WASHINGTON -- President Barack Obama wants to close dozens of loopholes that let some companies pay little or nothing in taxes. But he also wants to open new ones for manufacturers and companies that invest in clean energy.
To some analysts, the new loopholes risk upending the level playing field Obama says he wants to create.
Some also fear that companies could game the system to grab the new tax breaks.
"The administration is not making sense," says Martin Sullivan, contributing editor at publisher Tax Analysts. "The whole idea of corporate tax reform is to get rid of loopholes, and this plan is adding loopholes back in."

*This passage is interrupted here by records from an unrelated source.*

//! Serde Support
//!
//! A variant is encoded as a two-element tuple `(index, value)` where
//! `index: u32` names the live alternative. Self-describing formats show it
//! as `[1, "text"]`; compact formats such as bincode write the index followed
//! by the value.
//!
//! A valueless variant has nothing to encode and fails to serialize.

use std::fmt;
use std::marker::PhantomData;

use serde::de::{self, Deserialize, Deserializer, SeqAccess, Unexpected};
use serde::ser::{self, Serialize, SerializeTuple, Serializer};

use crate::alternatives::Alternatives;
use crate::storage::{Chain, Layer, Terminal};
use crate::variant::Variant;
use crate::variant_storage::VariantStorage;

/// # Safety
/// Same layout contract as [`Chain`].
#[doc(hidden)]
pub unsafe trait SerializeChain: Chain {
    /// # Safety
    /// The chain must hold a live alternative `index`.
    unsafe fn serialize_at<S: SerializeTuple>(
        this: *const Self,
        index: usize,
        tuple: &mut S,
    ) -> Result<(), S::Error>;
}

/// # Safety
/// Same layout contract as [`Chain`].
#[doc(hidden)]
pub unsafe trait DeserializeChain<'de>: Chain {
    /// Read alternative `index` from `seq` into the empty chain. Returns
    /// `false` if the sequence ended first.
    ///
    /// # Safety
    /// No alternative may be live in `this`.
    unsafe fn deserialize_at<A: SeqAccess<'de>>(
        this: *mut Self,
        index: usize,
        seq: &mut A,
    ) -> Result<bool, A::Error>;
}

unsafe impl SerializeChain for Terminal {
    unsafe fn serialize_at<S: SerializeTuple>(
        _this: *const Self,
        index: usize,
        _tuple: &mut S,
    ) -> Result<(), S::Error> {
        unreachable!("serialize_at: alternative index {index} is past the last layer")
    }
}

unsafe impl<'de> DeserializeChain<'de> for Terminal {
    unsafe fn deserialize_at<A: SeqAccess<'de>>(
        _this: *mut Self,
        index: usize,
        _seq: &mut A,
    ) -> Result<bool, A::Error> {
        unreachable!("deserialize_at: alternative index {index} is past the last layer")
    }
}

unsafe impl<T: Serialize, Rest: SerializeChain> SerializeChain for Layer<T, Rest> {
    unsafe fn serialize_at<S: SerializeTuple>(
        this: *const Self,
        index: usize,
        tuple: &mut S,
    ) -> Result<(), S::Error> {
        unsafe {
            if index == 0 {
                tuple.serialize_element(&*Self::head(this))
            } else {
                Rest::serialize_at(Self::tail(this), index - 1, tuple)
            }
        }
    }
}

unsafe impl<'de, T: Deserialize<'de>, Rest: DeserializeChain<'de>> DeserializeChain<'de>
    for Layer<T, Rest>
{
    unsafe fn deserialize_at<A: SeqAccess<'de>>(
        this: *mut Self,
        index: usize,
        seq: &mut A,
    ) -> Result<bool, A::Error> {
        unsafe {
            if index != 0 {
                return Rest::deserialize_at(Self::tail_mut(this), index - 1, seq);
            }
            match seq.next_element::<T>()? {
                Some(value) => {
                    Self::head_mut(this).write(value);
                    Ok(true)
                }
                None => Ok(false),
            }
        }
    }
}

impl<L: Alternatives> Serialize for Variant<L>
where
    L::Union: SerializeChain,
{
    fn serialize<S: Serializer>(&self, serializer: S) -> Result<S::Ok, S::Error> {
        if self.is_valueless() {
            return Err(ser::Error::custom("cannot serialize a valueless variant"));
        }
        let index = self.index();
        let tag = u32::try_from(index).map_err(ser::Error::custom)?;

        let mut tuple = serializer.serialize_tuple(2)?;
        tuple.serialize_element(&tag)?;
        unsafe {
            <L::Union as SerializeChain>::serialize_at(
                self.storage.as_ptr().cast(),
                index,
                &mut tuple,
            )?;
        }
        tuple.end()
    }
}

struct VariantVisitor<L>(PhantomData<L>);

impl<'de, L: Alternatives> de::Visitor<'de> for VariantVisitor<L>
where
    L::Union: DeserializeChain<'de>,
{
    type Value = Variant<L>;

    fn expecting(&self, f: &mut fmt::Formatter<'_>) -> fmt::Result {
        write!(
            f,
            "a tuple of an alternative index below {} and its value",
            L::LEN
        )
    }

    fn visit_seq<A: SeqAccess<'de>>(self, mut seq: A) -> Result<Variant<L>, A::Error> {
        let tag: u32 = seq
            .next_element()?
            .ok_or_else(|| de::Error::invalid_length(0, &self))?;
        let index = tag as usize;
        if index >= L::LEN {
            return Err(de::Error::invalid_value(
                Unexpected::Unsigned(u64::from(tag)),
                &self,
            ));
        }

        let mut storage = VariantStorage::<L>::valueless();
        let slots = storage.union_mut();
        let filled =
            unsafe { <L::Union as DeserializeChain<'de>>::deserialize_at(slots, index, &mut seq)? };
        if !filled {
            return Err(de::Error::invalid_length(1, &self));
        }
        unsafe { storage.assume_constructed(index) };
        Ok(Variant { storage })
    }
}

impl<'de, L: Alternatives> Deserialize<'de> for Variant<L>
where
    L::Union: DeserializeChain<'de>,
{
    fn deserialize<D: Deserializer<'de>>(deserializer: D) -> Result<Self, D::Error> {
        deserializer.deserialize_tuple(2, VariantVisitor(PhantomData))
    }
}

Economists across the political spectrum support a kind of grand bargain: Cut corporate tax rates while deleting tax breaks that benefit a favored few.
The plan, rolled out Wednesday, goes a long way toward that. It would lower the official corporate tax rate from 35 percent to 28 percent. And it would eliminate many loopholes.
But the plan would give manufacturers new tax breaks that would cut their effective tax rate to no more than 25 percent.
Other economists oppose another part of the plan: a minimum tax on foreign earnings of U.S. multinational companies. No other country imposes such a tax on its companies, they note. U.S. businesses would face a competitive disadvantage.
Facing resistance from Republicans and many businesses, Obama's plan is in any case a long-shot proposal so close to Election Day.
Just about everybody agrees something has to change. When Japan implements a corporate tax cut in April, the U.S. will be left with the highest corporate tax rate in the developed world. (Many U.S. companies effectively pay lower rates because of tax breaks.)
The loophole-riddled U.S. tax code now benefits many industries over others. One tax break, for example, lets oil companies write off drilling costs immediately instead of over time, as most businesses must.
In the end, different industries can pay far different effective rates. The Treasury Department says U.S. utility companies pay an average effective tax rate of 14 percent. In contrast, retailers pay an average 31 percent.
The administration says the point of its tax plan is to give corporations a more competitive tax rate and to make the system fairer and more efficient -- not to squeeze more overall tax revenue from corporations.